WORK INSTRUCTIONS
Only the number is needed: count the lines below that hold the string "async".

-- Opening Marker --

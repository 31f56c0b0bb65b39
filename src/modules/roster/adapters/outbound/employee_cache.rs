use crate::modules::roster::core::employee::Employee;
use crate::shared::infrastructure::key_value_store::{
    KeyValueStore, SlotError, read_slot, write_slot,
};
use serde::{Deserialize, Serialize};
use std::sync::Arc;
use tracing::debug;

pub const EMPLOYEES_SLOT: &str = "timetracker-employees";

#[derive(Debug, Clone, PartialEq, Eq, Serialize, Deserialize)]
#[serde(rename_all = "camelCase")]
pub struct CachedEmployee {
    pub id: String,
    pub name: String,
    pub property_id: String,
    pub is_active: bool,
}

impl CachedEmployee {
    pub fn from_roster(employee: &Employee, property_id: &str) -> Self {
        Self {
            id: employee.id.to_string(),
            name: employee.full_name(),
            property_id: property_id.to_string(),
            is_active: true,
        }
    }
}

/// Employee summaries kept on the device for offline lookups.
pub struct EmployeeCache {
    store: Arc<dyn KeyValueStore>,
}

impl EmployeeCache {
    pub fn new(store: Arc<dyn KeyValueStore>) -> Self {
        Self { store }
    }

    /// Replaces the cached list.
    pub async fn store_employees(&self, employees: &[CachedEmployee]) -> Result<(), SlotError> {
        write_slot(&*self.store, EMPLOYEES_SLOT, employees).await?;
        debug!(count = employees.len(), "employee cache written");
        Ok(())
    }

    pub async fn stored_employees(&self) -> Result<Vec<CachedEmployee>, SlotError> {
        Ok(read_slot(&*self.store, EMPLOYEES_SLOT)
            .await?
            .unwrap_or_default())
    }
}

#[cfg(test)]
mod employee_cache_tests {
    use super::*;
    use crate::modules::roster::core::seed::demo_roster;
    use crate::shared::infrastructure::key_value_store::in_memory::InMemoryKeyValueStore;
    use rstest::{fixture, rstest};

    #[fixture]
    fn before_each() -> (Arc<InMemoryKeyValueStore>, EmployeeCache) {
        let slots = Arc::new(InMemoryKeyValueStore::new());
        (slots.clone(), EmployeeCache::new(slots))
    }

    #[rstest]
    #[tokio::test]
    async fn it_should_be_empty_before_anything_is_stored(
        before_each: (Arc<InMemoryKeyValueStore>, EmployeeCache),
    ) {
        let (_, cache) = before_each;
        assert!(cache.stored_employees().await.unwrap().is_empty());
    }

    #[rstest]
    #[tokio::test]
    async fn it_should_store_roster_summaries(
        before_each: (Arc<InMemoryKeyValueStore>, EmployeeCache),
    ) {
        let (slots, cache) = before_each;
        let summaries: Vec<CachedEmployee> = demo_roster()
            .unwrap()
            .iter()
            .map(|employee| CachedEmployee::from_roster(employee, "demo-property"))
            .collect();

        cache.store_employees(&summaries).await.unwrap();

        assert_eq!(cache.stored_employees().await.unwrap(), summaries);
        let raw: serde_json::Value =
            serde_json::from_str(&slots.raw(EMPLOYEES_SLOT).await.unwrap()).unwrap();
        assert_eq!(
            raw[0],
            serde_json::json!({
                "id": "1",
                "name": "John Doe",
                "propertyId": "demo-property",
                "isActive": true
            })
        );
    }

    #[rstest]
    #[tokio::test]
    async fn storing_again_should_replace_the_list(
        before_each: (Arc<InMemoryKeyValueStore>, EmployeeCache),
    ) {
        let (_, cache) = before_each;
        let first = CachedEmployee {
            id: "1".into(),
            name: "John Doe".into(),
            property_id: "p".into(),
            is_active: true,
        };
        let second = CachedEmployee {
            id: "2".into(),
            is_active: false,
            ..first.clone()
        };
        cache.store_employees(&[first]).await.unwrap();
        cache.store_employees(&[second.clone()]).await.unwrap();
        assert_eq!(cache.stored_employees().await.unwrap(), vec![second]);
    }
}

-- Closing Marker --

RESPONSE FOR THIS EXERCISE
5